The daishō (大小, literally "big-small)" is a Japanese term for the traditional pair of swords carried by samurai in the feudal era.
The two weapons making up the daishō are the katana (刀) and the wakizashi (脇差), the former being the longer one, it corresponds to the attack weapon, while the other is more like a parrying weapon.
Thus this explains the very etymology of the word, which comes from the terms daitō (大刀, large sword) and shōtō (小刀, small sword): daitō associated with shōtō gives daishō.
However, daishō originally referred to the carrying of any long and short uchigatana together, not specifically that of a katana and wakizashi.
Sometimes a pair of tantō is also considered a daishō, and finally the term daishō sometimes simply refers to a paraphernalia of two roughly identical swords.
During the samurai period, the blades of the daishō could be similar because they were made by the same craftsman, but this practice was relatively rare because it was more expensive, and furthermore the matching of the two swords was not of great importance at the time.
History of Daishō
The concept of the daishō originated during the Muromachi period (1336-1573), during which it was common to cross match a short sword with one of any length. At one time, the tachi and tantō would have been wielded together, as would later two uchigatana of different sizes.
With the advent of the katana, the wakizashi was eventually chosen by the samurai to replace the tantō. In his book The Japanese Sword, Kanzan Satō notes that there did not seem to be any particular need for the wakazaishi, and suggests that the wakazaishi probably became more popular than the tantō because it was more suitable for indoor fighting.
According to most traditional schools of kenjutsu, which are part of the koryū, only one of the two blades of the daishō was used for fighting.

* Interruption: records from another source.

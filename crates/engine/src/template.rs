//! Template substitution over `<% ... %>` tokens.
//!
//! Substitution is a pure function of its inputs and is idempotent: a value
//! with no remaining tokens substitutes to itself, and resolved values are
//! never rescanned for further expansion. There is no caching.
//!
//! Two substitution modes exist:
//!
//! - **Whole-value**: input that is exactly one token with no surrounding
//!   literal text yields the raw resolved value, preserving its type.
//! - **Partial**: tokens embedded in literal text are replaced by their
//!   display-string form; unresolved tokens keep their literal source text.

use crate::symbols::SymbolTable;
use serde_json::Value;
use specrun_util::{display_string, is_falsy};

const TOKEN_OPEN: &str = "<%";
const TOKEN_CLOSE: &str = "%>";

/// One parsed piece of a templated string.
#[derive(Debug, Clone, PartialEq, Eq)]
pub enum Fragment {
    /// Literal text outside any token.
    Literal(String),
    /// A `<% ... %>` token.
    Token {
        /// Trimmed dot-path expression inside the delimiters.
        path: String,
        /// Original source text including delimiters, restored verbatim when
        /// the token does not resolve.
        raw: String,
    },
}

/// Splits text into alternating literal and token fragments.
///
/// An opening delimiter without a matching close leaves the remainder as
/// literal text.
pub fn parse_fragments(text: &str) -> Vec<Fragment> {
    let mut fragments = Vec::new();
    let mut remainder = text;

    while let Some(start) = remainder.find(TOKEN_OPEN) {
        let (before, after_open) = remainder.split_at(start);
        if !before.is_empty() {
            fragments.push(Fragment::Literal(before.to_string()));
        }

        let inner_start = &after_open[TOKEN_OPEN.len()..];
        let Some(end) = inner_start.find(TOKEN_CLOSE) else {
            fragments.push(Fragment::Literal(after_open.to_string()));
            return fragments;
        };

        let raw = &after_open[..TOKEN_OPEN.len() + end + TOKEN_CLOSE.len()];
        fragments.push(Fragment::Token {
            path: inner_start[..end].trim().to_string(),
            raw: raw.to_string(),
        });
        remainder = &inner_start[end + TOKEN_CLOSE.len()..];
    }

    if !remainder.is_empty() {
        fragments.push(Fragment::Literal(remainder.to_string()));
    }
    fragments
}

/// True when the text contains at least one well-formed token.
pub fn has_tokens(text: &str) -> bool {
    parse_fragments(text)
        .iter()
        .any(|fragment| matches!(fragment, Fragment::Token { .. }))
}

/// True when any string leaf of the value contains a token.
pub fn value_has_tokens(value: &Value) -> bool {
    match value {
        Value::String(text) => has_tokens(text),
        Value::Array(items) => items.iter().any(value_has_tokens),
        Value::Object(map) => map.values().any(value_has_tokens),
        _ => false,
    }
}

/// Looks a token path up in the table, returning the raw value when found.
pub fn resolve_token(path: &str, table: &SymbolTable) -> Option<Value> {
    table.get(path).cloned()
}

/// Substitutes tokens in a string against the table.
///
/// Whole-value substitution preserves the resolved value's type. A resolved
/// value that is falsy (empty string, zero, false, null) leaves the token
/// literal, the same as an unresolved token; callers cannot distinguish the
/// two cases. Partial substitution splices display-string forms into the
/// surrounding literal text, leaving unresolved tokens as their source text.
pub fn substitute(text: &str, table: &SymbolTable) -> Value {
    let fragments = parse_fragments(text);

    if let [Fragment::Token { path, .. }] = fragments.as_slice() {
        return match resolve_token(path, table) {
            Some(value) if !is_falsy(&value) => value,
            _ => Value::String(text.to_string()),
        };
    }

    if !fragments.iter().any(|fragment| matches!(fragment, Fragment::Token { .. })) {
        return Value::String(text.to_string());
    }

    let mut output = String::with_capacity(text.len());
    for fragment in &fragments {
        match fragment {
            Fragment::Literal(literal) => output.push_str(literal),
            Fragment::Token { path, raw } => match resolve_token(path, table) {
                Some(value) => output.push_str(&display_string(&value)),
                None => output.push_str(raw),
            },
        }
    }
    Value::String(output)
}

/// Recurses through nested mappings and sequences, substituting string
/// leaves. Non-string, non-container leaves pass through unchanged.
pub fn deep_substitute(value: &Value, table: &SymbolTable) -> Value {
    match value {
        Value::String(text) => substitute(text, table),
        Value::Array(items) => Value::Array(items.iter().map(|item| deep_substitute(item, table)).collect()),
        Value::Object(map) => Value::Object(
            map.iter()
                .map(|(key, nested)| (key.clone(), deep_substitute(nested, table)))
                .collect(),
        ),
        other => other.clone(),
    }
}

However, during the first half of the seventeenth century, the famous fencer Miyamoto Musashi promoted the use of the one-handed grip that allowed two swords to be wielded simultaneously.
This technique, called nitōjutsu, is one of the basic elements of the Hyoho Niten Ichi Ryu style, a school teaching the art of swordplay founded by Musashi.
Following the "sword hunt" ordered by Toyotomi Hideyoshi in 1588, the daishō was reserved exclusively for the samurai class and thus became a symbol of their rank.
The daishō probably became popular during the last years of the Muromachi period since the first examples of its use date from the end of the 16th century. Subsequently in 1629, an edict defining the rights of samurai was instituted and required the wearing of the daishō.
During the Meiji era a second edict written in 1871 annulled the first one, and in 1876 the wearing of the sword in public was banned for most of the Japanese population, which made it definitively the symbol of the samurai.
The end of the Edo period saw the banning of swords and consequently the disappearance of the samurai class.
When the katana is on its display, it is placed :
- in its scabbard (saya) ;
- edge upwards ;
- public face (omote) visible ;
- to the left of oneself.
Most often, only the "mount" of the sword is exposed like this (tsuka, tsuba and saya, held together by a wooden blade).
In fact the blade is often stored in a hermetically sealed white wooden protective mount called shirasaya (which are not intended for combat).
In times of peace, the katana is placed on the display, the tsuka on the left side, while in times of war, the tsuka is on the right side, this to allow a faster exit of the katana in case of danger.